The case arose out of an unclaimed property audit initiated by the DFS on Thrivent Financial for Lutherans.  At the beginning of the audit, the DFS refused to explain its position on when life insurance proceeds were reportable under the Act, causing Thrivent to file a petition for a declaratory statement. On October 4, 2013, the DFS issued a declaratory statement stating that life insurance proceeds become "due and payable" immediately on the insured's death, and the dormancy period under the Act begins to run from the insured's death. The DFS also concluded that life insurers were obligated to search the DMF for deceased insureds.

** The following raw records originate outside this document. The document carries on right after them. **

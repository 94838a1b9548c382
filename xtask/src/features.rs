use std::process::Command;

use anyhow::{Context, Result};

const FEATURE_COMBINATIONS: &[&[&str]] = &[
    &[], // default
    &["foundation"],
    &["observability"],
    &["test-utils"],
    &["observability", "test-utils"],
];

/// Check that every `restorekit-common` feature tier compiles on its own.
pub fn test_feature_matrix() -> Result<()> {
    println!("Testing {} restorekit-common feature combinations...", FEATURE_COMBINATIONS.len());

    for (index, features) in FEATURE_COMBINATIONS.iter().enumerate() {
        let joined = features.join(",");
        let label = if features.is_empty() { "default".to_string() } else { joined.clone() };

        println!(
            "\n[{}/{}] cargo check -p restorekit-common{}",
            index + 1,
            FEATURE_COMBINATIONS.len(),
            if features.is_empty() { String::new() } else { format!(" --features {joined}") }
        );

        let mut command = Command::new("cargo");
        command.args(["check", "-p", "restorekit-common"]);
        if !features.is_empty() {
            command.arg("--features").arg(&joined);
        }

        let status =
            command.status().with_context(|| format!("Failed to run cargo check for '{label}'"))?;
        if !status.success() {
            anyhow::bail!("Feature combination '{label}' failed to compile");
        }

        println!("✅ Features '{label}' compiled successfully");
    }

    println!("\n✅ All {} feature combinations compile successfully!", FEATURE_COMBINATIONS.len());
    Ok(())
}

In reversing the DFS, the appeals court ruled that the Act's "plain language" triggered potential unclaimed property reporting based on when life insurance benefits "become due and payable as established by the records of the insurance company." The court noted that the Florida Insurance Code required all insurance contracts to state that "settlement shall be made upon receipt of due proof of death and surrender of the policy." Thus, the court ruled that an insurer's records "do not establish funds as 'due and payable' under [the Act] until the insurer receives proof of death and surrender of the policy." Moreover, the court noted that the Act explicitly provided for escheatment absent due proof of death based on the "limiting age," and that the DFS's date of death trigger would have rendered this provision meaningless.

The court also squarely rejected the DFS's argument predicated on language in the Act that unclaimed property is payable "notwithstanding the owner's failure to make demand or to present any instrument or document required to receive payment." The court held that this "general rule" did not control over the Act's specific provision addressing life insurance policies.

Turning to the DFS's conclusion that insurers had an affirmative duty to search the DMF for deceased insureds, the court found there was nothing in the Act imposing such a duty, and rejected the DFS's attempt to rewrite the statute based on policy considerations.

The Florida court's decision interprets a version of the 1981 Uniform Unclaimed Property Act. The decision is consistent with those of every other court that has considered whether a life insurer has a legal duty to search the DMF.